//! Rolling article scores up into publication, city, state and topic figures.
//!
//! Publication ratings use a signed root-mean-square so that a few strongly
//! rated articles are not averaged away by many mild ones. Cities average
//! their publications' ratings with a plain mean. Both return `None` for an
//! empty input.
//!
//! Every roll-up is recomputed from the results stores on each run; rows are
//! first collapsed to one per correlation key, last write winning.

use std::collections::{BTreeMap, HashMap};

use tracing::warn;

use crate::context::PublicationDirectory;
use crate::store::ResultRow;
use crate::tasks::{lean_or_neutral, parse_topic};

/// `sign(S) * sqrt(|S|)` with `S = (Σ p² − Σ n²) / len`, where `p` are the
/// non-negative ratings and `n` the negative ones.
pub fn signed_rms(ratings: &[f64]) -> Option<f64> {
    if ratings.is_empty() {
        return None;
    }
    let s = ratings
        .iter()
        .map(|&r| if r < 0.0 { -(r * r) } else { r * r })
        .sum::<f64>()
        / ratings.len() as f64;
    if s == 0.0 {
        return Some(0.0);
    }
    Some(s.signum() * s.abs().sqrt())
}

pub fn mean(ratings: &[f64]) -> Option<f64> {
    if ratings.is_empty() {
        return None;
    }
    Some(ratings.iter().sum::<f64>() / ratings.len() as f64)
}

/// Publication name → signed RMS of its articles' lean ratings.
pub fn publication_ratings(lean_rows: &[ResultRow]) -> BTreeMap<String, f64> {
    let mut grouped: BTreeMap<String, Vec<f64>> = BTreeMap::new();
    for row in lean_rows {
        grouped
            .entry(row.publication.clone())
            .or_default()
            .push(lean_or_neutral(&row.response));
    }
    grouped
        .into_iter()
        .filter_map(|(name, ratings)| signed_rms(&ratings).map(|r| (name, r)))
        .collect()
}

#[derive(Debug, Clone, PartialEq)]
pub struct CityRating {
    pub state: String,
    pub city: String,
    pub rating: f64,
    pub publications: usize,
}

/// State → its publications and their ratings.
pub type StateTable = BTreeMap<String, Vec<(String, f64)>>;

/// Group publication ratings by state and city through the directory.
/// Publications missing from the directory are left out.
fn by_location(
    publications: &BTreeMap<String, f64>,
    directory: &PublicationDirectory,
) -> BTreeMap<(String, String), Vec<(String, f64)>> {
    let mut grouped: BTreeMap<(String, String), Vec<(String, f64)>> = BTreeMap::new();
    for (name, &rating) in publications {
        match directory.get(name) {
            Some(info) => grouped
                .entry((info.state.clone(), info.city.clone()))
                .or_default()
                .push((name.clone(), rating)),
            None => warn!(publication = %name, "publication not in directory; skipping"),
        }
    }
    grouped
}

pub fn city_ratings(
    publications: &BTreeMap<String, f64>,
    directory: &PublicationDirectory,
) -> Vec<CityRating> {
    by_location(publications, directory)
        .into_iter()
        .filter_map(|((state, city), pubs)| {
            let ratings: Vec<f64> = pubs.iter().map(|(_, r)| *r).collect();
            mean(&ratings).map(|rating| CityRating {
                state,
                city,
                rating,
                publications: pubs.len(),
            })
        })
        .collect()
}

pub fn state_table(
    publications: &BTreeMap<String, f64>,
    directory: &PublicationDirectory,
) -> StateTable {
    let mut table = StateTable::new();
    for ((state, _city), pubs) in by_location(publications, directory) {
        table.entry(state).or_default().extend(pubs);
    }
    table
}

#[derive(Debug, Clone, PartialEq)]
pub struct CategoryStat {
    pub topic: String,
    /// Topic-classified articles that also have a lean rating.
    pub count: usize,
    pub mean_lean: f64,
}

/// Frequency and mean lean per topic, dropping topics seen fewer than
/// `min_count` times.
pub fn category_stats(
    topic_rows: &[ResultRow],
    lean_rows: &[ResultRow],
    min_count: usize,
) -> Vec<CategoryStat> {
    let leans: HashMap<(&str, &str, &str), f64> = lean_rows
        .iter()
        .map(|r| {
            (
                (r.publication.as_str(), r.section.as_str(), r.url.as_str()),
                lean_or_neutral(&r.response),
            )
        })
        .collect();

    let mut grouped: BTreeMap<String, Vec<f64>> = BTreeMap::new();
    for row in topic_rows {
        let Ok(topic) = parse_topic(&row.response) else {
            continue;
        };
        let key = (row.publication.as_str(), row.section.as_str(), row.url.as_str());
        if let Some(&lean) = leans.get(&key) {
            grouped.entry(topic).or_default().push(lean);
        }
    }

    grouped
        .into_iter()
        .filter(|(_, ratings)| ratings.len() >= min_count)
        .filter_map(|(topic, ratings)| {
            mean(&ratings).map(|mean_lean| CategoryStat {
                topic,
                count: ratings.len(),
                mean_lean,
            })
        })
        .collect()
}

#[cfg(test)]
mod tests {
    use super::*;
    use crate::context::PublicationInfo;

    fn close(a: f64, b: f64) -> bool {
        (a - b).abs() < 1e-9
    }

    fn row(publication: &str, url: &str, response: &str) -> ResultRow {
        ResultRow {
            publication: publication.into(),
            section: "News".into(),
            url: url.into(),
            response: response.into(),
        }
    }

    fn directory() -> PublicationDirectory {
        let info = |name: &str, state: &str, city: &str| PublicationInfo {
            name: name.into(),
            state: state.into(),
            city: city.into(),
            link: String::new(),
        };
        PublicationDirectory::from_entries([
            info("Ledger", "NE", "Lincoln"),
            info("Star", "NE", "Lincoln"),
            info("Review", "IA", "Ames"),
        ])
    }

    #[test]
    fn signed_rms_edge_cases() {
        assert_eq!(signed_rms(&[]), None);
        assert!(close(signed_rms(&[7.5]).unwrap(), 7.5));
        assert!(close(signed_rms(&[-7.5]).unwrap(), -7.5));
        assert_eq!(signed_rms(&[5.0, -5.0]), Some(0.0));
    }

    #[test]
    fn signed_rms_weights_extremes() {
        // Mean would be (−3·4 + 12) / 5 = 0; RMS keeps the strong right lean.
        let ratings = [-3.0, -3.0, -3.0, -3.0, 12.0];
        assert!(close(mean(&ratings).unwrap(), 0.0));
        let expected = ((144.0 - 36.0) / 5.0f64).sqrt();
        assert!(close(signed_rms(&ratings).unwrap(), expected));
    }

    #[test]
    fn mean_edge_cases() {
        assert_eq!(mean(&[]), None);
        assert!(close(mean(&[10.0, -10.0, 20.0]).unwrap(), 20.0 / 3.0));
    }

    #[test]
    fn publication_ratings_use_neutral_for_unreadable() {
        let rows = vec![
            row("Ledger", "a", "6 | firm"),
            row("Ledger", "b", "garbled"),
            row("Review", "c", "-4 | mild"),
        ];
        let ratings = publication_ratings(&rows);
        assert!(close(ratings["Ledger"], (36.0f64 / 2.0).sqrt()));
        assert!(close(ratings["Review"], -4.0));
    }

    #[test]
    fn city_ratings_average_publications() {
        let pubs = BTreeMap::from([
            ("Ledger".to_string(), 4.0),
            ("Star".to_string(), -2.0),
            ("Review".to_string(), 1.0),
            ("Nowhere Daily".to_string(), 30.0),
        ]);
        let cities = city_ratings(&pubs, &directory());
        assert_eq!(cities.len(), 2);
        assert_eq!(cities[0].city, "Ames");
        let lincoln = &cities[1];
        assert_eq!((lincoln.state.as_str(), lincoln.publications), ("NE", 2));
        assert!(close(lincoln.rating, 1.0));
    }

    #[test]
    fn state_table_lists_publications() {
        let pubs = BTreeMap::from([("Ledger".to_string(), 4.0), ("Star".to_string(), -2.0)]);
        let table = state_table(&pubs, &directory());
        assert_eq!(
            table["NE"],
            vec![("Ledger".to_string(), 4.0), ("Star".to_string(), -2.0)]
        );
        assert!(!table.contains_key("IA"));
    }

    #[test]
    fn category_stats_join_topics_to_leans() {
        let lean = vec![
            row("Ledger", "a", "10 | x"),
            row("Ledger", "b", "-4 | y"),
            row("Ledger", "c", "3 | z"),
        ];
        let topics = vec![
            row("Ledger", "a", "economy"),
            row("Ledger", "b", "economy."),
            row("Ledger", "c", "crime"),
            row("Ledger", "d", "crime"),
        ];

        let stats = category_stats(&topics, &lean, 1);
        assert_eq!(stats.len(), 2);
        assert_eq!(stats[0].topic, "crime");
        assert_eq!(stats[0].count, 1);
        assert_eq!(stats[1].topic, "economy");
        assert_eq!(stats[1].count, 2);
        assert!(close(stats[1].mean_lean, 3.0));

        assert_eq!(category_stats(&topics, &lean, 2).len(), 1);
    }
}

◆ **TASK DIRECTIONS**: Restate verbatim the first line above and all lines after it through the line containing "through the directory."; omit the rest.

◆ **EXERCISE OUTPUT**:
//! Rolling article scores up into publication, city, state and topic figures.
//!
//! Publication ratings use a signed root-mean-square so that a few strongly
//! rated articles are not averaged away by many mild ones. Cities average
//! their publications' ratings with a plain mean. Both return `None` for an
//! empty input.
//!
//! Every roll-up is recomputed from the results stores on each run; rows are
//! first collapsed to one per correlation key, last write winning.

use std::collections::{BTreeMap, HashMap};

use tracing::warn;

use crate::context::PublicationDirectory;
use crate::store::ResultRow;
use crate::tasks::{lean_or_neutral, parse_topic};

/// `sign(S) * sqrt(|S|)` with `S = (Σ p² − Σ n²) / len`, where `p` are the
/// non-negative ratings and `n` the negative ones.
pub fn signed_rms(ratings: &[f64]) -> Option<f64> {
    if ratings.is_empty() {
        return None;
    }
    let s = ratings
        .iter()
        .map(|&r| if r < 0.0 { -(r * r) } else { r * r })
        .sum::<f64>()
        / ratings.len() as f64;
    if s == 0.0 {
        return Some(0.0);
    }
    Some(s.signum() * s.abs().sqrt())
}

pub fn mean(ratings: &[f64]) -> Option<f64> {
    if ratings.is_empty() {
        return None;
    }
    Some(ratings.iter().sum::<f64>() / ratings.len() as f64)
}

/// Publication name → signed RMS of its articles' lean ratings.
pub fn publication_ratings(lean_rows: &[ResultRow]) -> BTreeMap<String, f64> {
    let mut grouped: BTreeMap<String, Vec<f64>> = BTreeMap::new();
    for row in lean_rows {
        grouped
            .entry(row.publication.clone())
            .or_default()
            .push(lean_or_neutral(&row.response));
    }
    grouped
        .into_iter()
        .filter_map(|(name, ratings)| signed_rms(&ratings).map(|r| (name, r)))
        .collect()
}

#[derive(Debug, Clone, PartialEq)]
pub struct CityRating {
    pub state: String,
    pub city: String,
    pub rating: f64,
    pub publications: usize,
}

/// State → its publications and their ratings.
pub type StateTable = BTreeMap<String, Vec<(String, f64)>>;

/// Group publication ratings by state and city through the directory.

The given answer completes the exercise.